→ **Exercise instructions**: Search for the word "init" in the entries. Each line that holds it should be copied.

→ **Data for the task**:
==========

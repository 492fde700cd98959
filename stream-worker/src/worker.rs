// SPDX-License-Identifier: Apache-2.0 or BSD-3-Clause
//! Binding of a [`StreamLogic`] to its [`ThreadController`].

use std::{fmt, ops::Deref};

use nix::unistd::Pid;

use crate::controller::{ThreadController, WorkerConfig, WorkerState};

/// Outcome of one [`StreamLogic::cycle`].
#[derive(Debug, Copy, Clone, PartialEq, Eq)]
pub enum WorkerStatus {
    /// Keep looping.
    Continue,
    /// Stop the worker and record an error.
    Abort,
    /// Stop the worker, this is not an error.
    Exit,
}

/// Subsystem specific work driven by a [`StreamWorker`].
///
/// `init()` and `cycle()` are only ever called on the worker thread and must not
/// call back into the controller. `cycle()` is expected to return promptly: a
/// cycle that never returns makes `stop()` hang.
pub trait StreamLogic: Send + 'static {
    /// Domain API which stays reachable from the driving thread while the
    /// logic itself is owned by the worker thread. Usually an `Arc` over
    /// atomics.
    type Handle;

    fn handle(&self) -> Self::Handle;

    /// Called once on the worker thread before the first cycle. The error
    /// string is reported by [`StreamWorker::error`].
    fn init(&mut self) -> Result<(), String>;

    fn cycle(&mut self) -> WorkerStatus;
}

/// A [`StreamLogic`] together with the thread running it.
///
/// Derefs to the logic's [`StreamLogic::Handle`], so callers use one object for
/// both the domain API and the lifecycle controls. Dropping the worker stops
/// and joins the thread before the logic is released.
pub struct StreamWorker<L: StreamLogic> {
    handle: L::Handle,
    controller: ThreadController<L>,
}

impl<L: StreamLogic> fmt::Debug for StreamWorker<L> {
    fn fmt(&self, fmt: &mut fmt::Formatter) -> fmt::Result {
        fmt.debug_struct(stringify!(StreamWorker))
            .field("controller", &self.controller)
            .finish_non_exhaustive()
    }
}

impl<L: StreamLogic> StreamWorker<L> {
    pub fn new(logic: L) -> Self {
        Self::with_config(logic, WorkerConfig::default())
    }

    pub fn with_config(logic: L, config: WorkerConfig) -> Self {
        Self {
            handle: logic.handle(),
            controller: ThreadController::new(logic, config),
        }
    }

    pub fn start(&mut self, name: &str, priority: i32) -> bool {
        self.controller.start(name, priority)
    }

    pub fn pause(&self) -> WorkerState {
        self.controller.pause()
    }

    pub fn resume(&self) -> WorkerState {
        self.controller.resume()
    }

    pub fn wait_for_at_least_one_cycle(&self) -> bool {
        self.controller.wait_for_at_least_one_cycle()
    }

    pub fn stop(&mut self) {
        self.controller.stop();
    }

    pub fn join(&mut self) {
        self.controller.join();
    }

    pub fn has_error(&self) -> bool {
        self.controller.has_error()
    }

    pub fn error(&self) -> String {
        self.controller.error()
    }

    pub fn tid(&self) -> Option<Pid> {
        self.controller.tid()
    }

    pub fn state(&self) -> WorkerState {
        self.controller.state()
    }
}

impl<L: StreamLogic> Deref for StreamWorker<L> {
    type Target = L::Handle;

    fn deref(&self) -> &Self::Target {
        &self.handle
    }
}

impl<L: StreamLogic> Drop for StreamWorker<L> {
    fn drop(&mut self) {
        self.controller.stop();
    }
}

==========

→ **Solution for this problem**:
/// `init()` and `cycle()` are only ever called on the worker thread and must not
    fn init(&mut self) -> Result<(), String>;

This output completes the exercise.